Особенно интересны записи на «Комментарии о Галльской войне» Юлия Цезаря, венецианском издании от 13 июля 1490 г. Вот на форзаце этой-то книги несомненно той же рукой, что на экземпляре Фичино, мы и обнаружили любопытное сопоставление кельтских имен с германскими эквивалентами, крайне показательное для того патриотического направления в немецкой историографии начала XVI в., представителем которого был и Пеутингер. Существуют специальные старые работы о составе библиотеки Пеутингера, но эти ее элементы, установленные впервые в 1940 г., до сих пор не опубликованы. Как видим, момент выхода в свет «Комментария о Галльской войне» — лето 1490 г.— крайне близок ко времени выпуска книги Фичино, так что приобретение се можно отнести к тому же итальянскому периоду немецкого гуманиста.

Рукопись Публичной библиотеки, значившаяся как некая «Деве Марии Катона Сакко» и восходящая к собранию Дубровского, имела на себе пометку последнего о том, что автор ее был юрисконсультом при Франческе Сфорца, а посвящение указывало, что труд этот был поднесен миланскому герцогу Филиппо Мария Висконти. Наше внимание она привлекла в 1927 г. потому, что вслед за молитвой «De laudibus virginis» содержала великолепно иллюстрированный и, как оказалось, абсолютно не учтенный военной историей латинский трактат о военном искусстве. Текст этот оказался имеющим первостепенное значение, а миниатюры — представляющими большой научный интерес (с тех пор они неоднократно использовались для музейных экспозиций по военному делу).

Возникал, однако, вопрос: случайное ли это дилетантство павийского юриста и чем можно объяснить полное выпадение его трактата из научной традиции. С тех пор не только подтвердились наши наблюдения о характере и значении данного трактата (III часть книги «О Герое»), а также о том, почему он утратил политическую актуальность и оказался уже в начале XVI в. в частных руках во Франции, но возникла целая литература об его авторе. А главное, были обнаружены списки другой части трактата с крайне научно актуальной ныне темой — о гибели Рима в связи с переходом от республики к империи, подготовкой каковых к печати по совету П.-О. Кристеллера мы и занимаемся. Для настоящего обзора существенно линшь то, что критика текста, позволившая датировать его 1438 г. и считать посвященным отнюдь не Сфорца, но Филиппу Марии Висконти, сопровождалась анализом иконографического материала, приведшего к различению портретов на миниатюрах, а также и геральдического, достаточно обильного на ряде листов, который и оказался связанным именно с родом Висконти и именно с Джованни Галеаццо. А эти данные в соединении с косвенно установленным фактом вручения трактата автором Франческо Сфорца лишь в 1458 г. служат ключом к пониманию судеб этого интереснейшего памятника.
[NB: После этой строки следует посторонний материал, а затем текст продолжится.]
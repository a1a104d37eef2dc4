//! The provisioner seam.
//!
//! Everything that actually creates infrastructure goes through
//! [`Provisioner`]. Implementations own their own retry and timeout
//! behaviour; callers propagate their errors unchanged.

use async_trait::async_trait;
use serde::{Deserialize, Serialize};

use crate::error::Result;
use crate::planner::{
    ClusterPlan, InstanceProfilePlan, NetworkContext, NodeGroupPlan, PolicyAttachment, RolePlan,
};

/// An IAM role that exists.
#[derive(Debug, Clone, PartialEq, Eq, Serialize, Deserialize)]
pub struct Role {
    /// Role name.
    pub name: String,
    /// Role ARN.
    pub arn: String,
}

/// An IAM instance profile that exists.
#[derive(Debug, Clone, PartialEq, Eq, Serialize, Deserialize)]
pub struct InstanceProfile {
    /// Profile name.
    pub name: String,
    /// Profile ARN.
    pub arn: String,
    /// Role held by the profile.
    pub role_name: String,
}

/// A cluster that exists.
#[derive(Debug, Clone, PartialEq, Eq, Serialize, Deserialize)]
pub struct ClusterHandle {
    /// Cluster name.
    pub name: String,
    /// Cluster ARN.
    pub arn: String,
    /// API server endpoint.
    pub endpoint: String,
    /// Base64 encoded certificate authority data.
    pub certificate_authority: String,
    /// The cluster exists only as a dry-run record and cannot be reached.
    #[serde(default)]
    pub simulated: bool,
}

/// Creates the resources described by a provisioning plan.
#[cfg_attr(test, mockall::automock)]
#[async_trait]
pub trait Provisioner: Send + Sync {
    /// Creates (or finds) the VPC and returns the network the cluster uses.
    async fn create_vpc(&self, name: &str) -> Result<NetworkContext>;

    /// Creates the role with a trust policy for the planned service.
    async fn create_role(&self, plan: &RolePlan) -> Result<Role>;

    /// Attaches a managed policy. Attaching under an existing name converges.
    async fn attach_policy(&self, role: &Role, attachment: &PolicyAttachment) -> Result<()>;

    /// Creates an instance profile wrapping `role`.
    async fn create_instance_profile(
        &self,
        plan: &InstanceProfilePlan,
        role: &Role,
    ) -> Result<InstanceProfile>;

    /// Creates the cluster.
    async fn create_cluster(&self, plan: &ClusterPlan, role: &Role) -> Result<ClusterHandle>;

    /// Creates a node group in an existing cluster.
    async fn create_node_group(
        &self,
        cluster: &ClusterHandle,
        plan: &NodeGroupPlan,
        profile: &InstanceProfile,
    ) -> Result<()>;

    /// Gets the provisioner name, used in logs.
    fn provisioner_type(&self) -> &'static str;
}
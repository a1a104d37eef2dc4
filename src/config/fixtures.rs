//! Shared configuration fixtures for unit tests.

use super::cluster::ClusterConfig;
use super::instance_type::InstanceType;

/// A configuration that passes every error rule and triggers no recommendation.
pub fn clean_config() -> ClusterConfig {
    ClusterConfig {
        vpc_name: String::from("main-vpc"),
        cluster_name: String::from("main"),
        initial_nodes: 3,
        min_nodes: 2,
        max_nodes: 5,
        create_public_ips: false,
        security_group_tags: vec![String::from("team=platform")],
        log_types: vec![String::from("api"), String::from("audit")],
        private_endpoint: true,
        public_endpoint: false,
        fargate: false,
        instance_profile_name: String::from("main-profile"),
        instance_type_name: String::from("t2.medium"),
        instance_type: Some(InstanceType::T2Medium),
        role_name: String::from("main-role"),
        skip_default_node_group: true,
        autoscaling_group_name: String::from("main-asg"),
        node_group_name: String::from("workers"),
        kubernetes_version: String::from("1.14"),
        use_dashboard: false,
        ami_id: String::from("ami-123"),
    }
}
//! Error types for the EKS deployment system.
//!
//! This module provides the error hierarchy for every stage of a run:
//! configuration lookup and validation, local state management, and
//! resource provisioning.

use std::path::PathBuf;
use thiserror::Error;

/// The main error type for the EKS deployment system.
#[derive(Debug, Error)]
pub enum DeployError {
    /// Configuration-related errors.
    #[error("Configuration error: {0}")]
    Config(#[from] ConfigError),

    /// State management errors.
    #[error("State error: {0}")]
    State(#[from] StateError),

    /// Provisioning errors raised by a provisioner.
    #[error("Provisioning error: {0}")]
    Provision(#[from] ProvisionError),

    /// IO errors.
    #[error("IO error: {0}")]
    Io(#[from] std::io::Error),

    /// Generic internal error.
    #[error("Internal error: {0}")]
    Internal(String),
}

/// Configuration-related errors.
#[derive(Debug, Error)]
pub enum ConfigError {
    /// The configuration file was not found.
    #[error("Configuration file not found: {path}")]
    FileNotFound {
        /// Path to the missing file.
        path: PathBuf,
    },

    /// The configuration file could not be parsed.
    #[error("Failed to parse configuration: {message}")]
    ParseError {
        /// Description of the parse error.
        message: String,
        /// Optional source location.
        location: Option<String>,
    },

    /// A required configuration key is absent.
    #[error("Missing required configuration value '{key}'")]
    MissingKey {
        /// Name of the missing key.
        key: String,
    },

    /// A configuration value has the wrong type.
    #[error("Configuration value '{key}' must be {expected}, found '{found}'")]
    InvalidValue {
        /// Name of the offending key.
        key: String,
        /// Expected type description.
        expected: &'static str,
        /// The raw value that was found.
        found: String,
    },

    /// Semantic validation produced errors.
    #[error("{count} errors were found during config validation")]
    ValidationFailed {
        /// Number of validation errors.
        count: usize,
    },
}

/// State management errors.
#[derive(Debug, Error)]
pub enum StateError {
    /// State is corrupted.
    #[error("State is corrupted: {message}")]
    Corrupted {
        /// Description of the corruption.
        message: String,
    },

    /// State lock acquisition failed.
    #[error("Failed to acquire state lock: {message}")]
    LockFailed {
        /// Description of the lock failure.
        message: String,
    },

    /// State lock is held by another process.
    #[error("Cluster {cluster} is being provisioned by {holder} (since {since})")]
    LockedByOther {
        /// Cluster the lock was taken for.
        cluster: String,
        /// Identifier of the lock holder.
        holder: String,
        /// When the lock was acquired.
        since: String,
    },

    /// Serialization error.
    #[error("State serialization error: {message}")]
    SerializationError {
        /// Description of the serialization error.
        message: String,
    },

    /// State version mismatch.
    #[error("State version mismatch: expected {expected}, found {found}")]
    VersionMismatch {
        /// Expected state version.
        expected: String,
        /// Found state version.
        found: String,
    },
}

/// Errors surfaced by a provisioner while creating resources.
#[derive(Debug, Error)]
pub enum ProvisionError {
    /// The network context carries no subnets to place the cluster in.
    #[error("Cluster '{cluster}' cannot be created: VPC {vpc_id} has no subnets")]
    NoSubnets {
        /// Cluster being created.
        cluster: String,
        /// VPC that was used.
        vpc_id: String,
    },

    /// A resource referenced by another resource does not exist.
    #[error("{resource_type} '{name}' does not exist")]
    MissingDependency {
        /// Type of the missing resource.
        resource_type: &'static str,
        /// Name of the missing resource.
        name: String,
    },

    /// The provider rejected the requested field combination.
    #[error("Provider rejected {resource_type} '{name}': {reason}")]
    Rejected {
        /// Type of the rejected resource.
        resource_type: &'static str,
        /// Name of the rejected resource.
        name: String,
        /// Reason given by the provider.
        reason: String,
    },

    /// The kubeconfig could not be rendered.
    #[error("Failed to render kubeconfig: {message}")]
    Kubeconfig {
        /// Description of the rendering failure.
        message: String,
    },
}

/// Result type alias for deployment operations.
pub type Result<T> = std::result::Result<T, DeployError>;

impl DeployError {
    /// Creates a new internal error with the given message.
    #[must_use]
    pub fn internal(message: impl Into<String>) -> Self {
        Self::Internal(message.into())
    }

    /// Returns true if this error came from configuration validation.
    #[must_use]
    pub const fn is_validation_failure(&self) -> bool {
        matches!(self, Self::Config(ConfigError::ValidationFailed { .. }))
    }
}

impl ConfigError {
    /// Creates a missing-key error.
    #[must_use]
    pub fn missing(key: impl Into<String>) -> Self {
        Self::MissingKey { key: key.into() }
    }

    /// Creates an invalid-value error.
    #[must_use]
    pub fn invalid(key: impl Into<String>, expected: &'static str, found: impl Into<String>) -> Self {
        Self::InvalidValue {
            key: key.into(),
            expected,
            found: found.into(),
        }
    }
}

impl StateError {
    /// Creates a corruption error for a state or lock file.
    #[must_use]
    pub fn corrupted(what: &str, cause: impl std::fmt::Display) -> Self {
        Self::Corrupted {
            message: format!("{what}: {cause}"),
        }
    }

    /// Creates a lock failure error.
    #[must_use]
    pub fn lock_failed(what: &str, cause: impl std::fmt::Display) -> Self {
        Self::LockFailed {
            message: format!("{what}: {cause}"),
        }
    }

    /// Creates a serialization error with the given message.
    #[must_use]
    pub fn serialization(message: impl Into<String>) -> Self {
        Self::SerializationError {
            message: message.into(),
        }
    }
}

impl ProvisionError {
    /// Creates a missing dependency error.
    #[must_use]
    pub fn missing(resource_type: &'static str, name: impl Into<String>) -> Self {
        Self::MissingDependency {
            resource_type,
            name: name.into(),
        }
    }
}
Возвращаясь к исходной теме настоящего обзора, можно утверждать, хотя бы на основании немногих затронутых нами примеров, что владельческие признаки на книгах, каковы бы они пи были, по мере накоплении о них информации, не только насыщают живой тканью наши представлении о людях и книгах прошлого, но могут иногда заполнить существенные для историка пробелы фактического знания.